>>>
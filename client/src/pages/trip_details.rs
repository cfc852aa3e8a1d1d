//! Trip-details page: trip header, activities per day, and the
//! register-activity modal.

use leptos::either::Either;
use leptos::prelude::*;
use leptos_router::hooks::use_params_map;

use crate::components::button::Button;
use crate::components::create_activity_modal::CreateActivityModal;
use crate::net::types::ActivityDay;
use crate::state::trip_details::TripDetailsState;
use crate::util::dates;

#[component]
pub fn TripDetailsPage() -> impl IntoView {
    let params = use_params_map();
    let trip_id = move || params.read().get("trip_id").unwrap_or_default();
    let details = RwSignal::new(TripDetailsState::default());

    Effect::new(move || {
        let id = trip_id();
        if id.is_empty() {
            return;
        }
        details.update(TripDetailsState::begin_loading);
        #[cfg(feature = "hydrate")]
        leptos::task::spawn_local(load_trip(id, details));
    });

    let open_modal = Callback::new(move |()| details.update(TripDetailsState::open_activity_modal));
    let close_modal = Callback::new(move |()| details.update(TripDetailsState::close_activity_modal));

    let destination = move || {
        details.with(|d| d.trip.as_ref().map(|t| t.destination.clone()).unwrap_or_default())
    };
    let dates_label = move || details.with(TripDetailsState::dates_label).unwrap_or_default();

    view! {
        <div class="trip-details-page">
            <header class="trip-header">
                <span class="trip-header__destination">{destination}</span>
                <span class="trip-header__dates">{dates_label}</span>
            </header>

            <Show when=move || details.with(|d| d.error.is_some())>
                <p class="trip-details-page__error">
                    {move || details.with(|d| d.error.clone().unwrap_or_default())}
                </p>
            </Show>

            <main class="activities">
                <div class="activities__header">
                    <h2>"Activities"</h2>
                    <Button on_click=open_modal>"+ Register activity"</Button>
                </div>
                <Show
                    when=move || !details.with(|d| d.loading)
                    fallback=move || view! { <p>"Loading activities..."</p> }
                >
                    {move || {
                        details
                            .with(|d| d.activities.clone())
                            .into_iter()
                            .map(|day| view! { <ActivityDaySection day=day/> })
                            .collect::<Vec<_>>()
                    }}
                </Show>
            </main>

            <Show when=move || details.with(|d| d.activity_modal_open)>
                <CreateActivityModal trip_id=trip_id() on_close=close_modal/>
            </Show>
        </div>
    }
}

/// One trip day with its activities, or a placeholder when there are none.
#[component]
fn ActivityDaySection(day: ActivityDay) -> impl IntoView {
    let (day_number, weekday) = dates::day_heading(day.date);
    let body = if day.activities.is_empty() {
        Either::Left(view! { <p class="activity-day__empty">"No activities registered for this date."</p> })
    } else {
        Either::Right(
            day.activities
                .into_iter()
                .map(|activity| {
                    view! {
                        <div class="activity-card">
                            <span class="activity-card__title">{activity.title}</span>
                            <span class="activity-card__time">{dates::clock_label(activity.occurs_at)}</span>
                        </div>
                    }
                })
                .collect::<Vec<_>>(),
        )
    };

    view! {
        <section class="activity-day">
            <h3 class="activity-day__heading">
                "Day " {day_number}
                <span class="activity-day__weekday">{weekday}</span>
            </h3>
            {body}
        </section>
    }
}

#[cfg(feature = "hydrate")]
async fn load_trip(trip_id: String, details: RwSignal<TripDetailsState>) {
    let trip = crate::net::api::fetch_trip(&trip_id).await;
    let activities = crate::net::api::fetch_activities(&trip_id).await;
    match (trip, activities) {
        (Ok(trip), Ok(activities)) => details.update(|d| d.apply_loaded(trip, activities)),
        (Err(err), _) | (_, Err(err)) => {
            log::error!("loading trip {trip_id} failed: {err}");
            details.update(|d| d.apply_error(err.to_string()));
        }
    }
}
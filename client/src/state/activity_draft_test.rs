use super::*;

fn draft(title: &str, occurs_at: &str) -> ActivityDraft {
    ActivityDraft { title: title.to_owned(), occurs_at: occurs_at.to_owned() }
}

#[test]
fn validate_passes_raw_input_through() {
    let request = draft(" Surf lesson ", "2024-07-11T09:30").validate().unwrap();
    assert_eq!(request.title, "Surf lesson");
    assert_eq!(request.occurs_at, "2024-07-11T09:30");
}

#[test]
fn validate_requires_title() {
    assert_eq!(draft("  ", "2024-07-11T09:30").validate(), Err(DraftError::MissingTitle));
}

#[test]
fn validate_requires_occurs_at() {
    assert_eq!(draft("Surf", "").validate(), Err(DraftError::MissingOccursAt));
}

#[test]
fn validate_rejects_unparseable_occurs_at() {
    assert_eq!(draft("Surf", "tomorrow morning").validate(), Err(DraftError::InvalidOccursAt));
}
use super::*;

#[test]
fn trips_endpoint_appends_collection_path() {
    assert_eq!(trips_endpoint("http://localhost:3333"), "http://localhost:3333/trips");
}

#[test]
fn trip_endpoint_formats_expected_path() {
    assert_eq!(trip_endpoint("http://api.test", "t-9"), "http://api.test/trips/t-9");
}

#[test]
fn trip_activities_endpoint_formats_expected_path() {
    assert_eq!(
        trip_activities_endpoint("http://api.test", "t-9"),
        "http://api.test/trips/t-9/activities"
    );
}

#[test]
fn api_error_messages_include_status() {
    assert_eq!(ApiError::Status(422).to_string(), "trip service responded with status 422");
    assert_eq!(ApiError::Unavailable.to_string(), "not available on server");
}
use super::*;

#[tokio::test]
async fn healthz_returns_ok() {
    assert_eq!(healthz().await, StatusCode::OK);
}

#[test]
fn host_routes_builds_without_leptos_config() {
    let _router: Router = host_routes();
}
//! # client
//!
//! Leptos + WASM frontend for the plann.er trip planner.
//!
//! This crate contains the route-level pages, form components, transient
//! draft state, and the REST helpers that talk to the remote trip API. The
//! `server` crate renders it with the `ssr` feature; the browser bundle is
//! built with `hydrate`.

pub mod app;
pub mod components;
pub mod net;
pub mod pages;
pub mod state;
pub mod util;

/// WASM entry point: installs browser logging and hydrates the SSR markup.
#[cfg(feature = "hydrate")]
#[wasm_bindgen::prelude::wasm_bindgen]
pub fn hydrate() {
    console_error_panic_hook::set_once();
    let _ = console_log::init_with_level(log::Level::Debug);
    leptos::mount::hydrate_body(app::App);
}
use super::*;

#[test]
fn normalize_base_url_defaults_when_missing() {
    assert_eq!(normalize_base_url(None), DEFAULT_API_URL);
}

#[test]
fn normalize_base_url_defaults_when_blank() {
    assert_eq!(normalize_base_url(Some("   ")), DEFAULT_API_URL);
}

#[test]
fn normalize_base_url_trims_trailing_slashes() {
    assert_eq!(normalize_base_url(Some("https://api.example.test//")), "https://api.example.test");
}

#[test]
fn api_base_url_uses_default_outside_browser() {
    assert_eq!(api_base_url(), DEFAULT_API_URL);
}
//! Host configuration parsed from environment variables.
//!
//! - `PORT`: listen port, default 3000
//! - `PLANNER_API_URL`: remote trip API handed to the browser, default
//!   `http://localhost:3333`
//!
//! Leptos site settings (`LEPTOS_SITE_ROOT`, ...) are read separately by
//! `leptos::prelude::get_configuration`.

#[cfg(test)]
#[path = "config_test.rs"]
mod config_test;

pub const DEFAULT_PORT: u16 = 3000;
pub use client::util::config::DEFAULT_API_URL;

#[derive(Debug, thiserror::Error, PartialEq, Eq)]
pub enum ConfigError {
    #[error("invalid PORT: {0}")]
    InvalidPort(String),
    #[error("PLANNER_API_URL must be an http(s) URL, got '{0}'")]
    InvalidApiUrl(String),
}

#[derive(Debug, Clone, PartialEq, Eq)]
pub struct HostConfig {
    pub port: u16,
    /// Trip API base URL without a trailing slash.
    pub api_url: String,
}

impl HostConfig {
    /// Build the host config from `PORT` and `PLANNER_API_URL`.
    ///
    /// # Errors
    ///
    /// Returns an error if either variable is set to an unusable value.
    pub fn from_env() -> Result<Self, ConfigError> {
        Self::from_vars(
            std::env::var("PORT").ok().as_deref(),
            std::env::var("PLANNER_API_URL").ok().as_deref(),
        )
    }

    fn from_vars(port: Option<&str>, api_url: Option<&str>) -> Result<Self, ConfigError> {
        let port = match port.map(str::trim) {
            None | Some("") => DEFAULT_PORT,
            Some(raw) => raw.parse::<u16>().map_err(|_| ConfigError::InvalidPort(raw.to_owned()))?,
        };
        let api_url = match api_url.map(str::trim) {
            None | Some("") => DEFAULT_API_URL.to_owned(),
            Some(raw) => parse_api_url(raw)?,
        };
        Ok(Self { port, api_url })
    }
}

fn parse_api_url(raw: &str) -> Result<String, ConfigError> {
    if !(raw.starts_with("http://") || raw.starts_with("https://")) {
        return Err(ConfigError::InvalidApiUrl(raw.to_owned()));
    }
    Ok(raw.trim_end_matches('/').to_owned())
}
<<<
> Task statement
Only the lines from the one with "Some(raw) => raw.parse::<u16>().map_err(|_|" through the end of the records above are to be copied, exactly as written.

> Answer section
            Some(raw) => raw.parse::<u16>().map_err(|_| ConfigError::InvalidPort(raw.to_owned()))?,
        };
        let api_url = match api_url.map(str::trim) {
            None | Some("") => DEFAULT_API_URL.to_owned(),
            Some(raw) => parse_api_url(raw)?,
        };
        Ok(Self { port, api_url })
    }
}

fn parse_api_url(raw: &str) -> Result<String, ConfigError> {
    if !(raw.starts_with("http://") || raw.starts_with("https://")) {
        return Err(ConfigError::InvalidApiUrl(raw.to_owned()));
    }
    Ok(raw.trim_end_matches('/').to_owned())
}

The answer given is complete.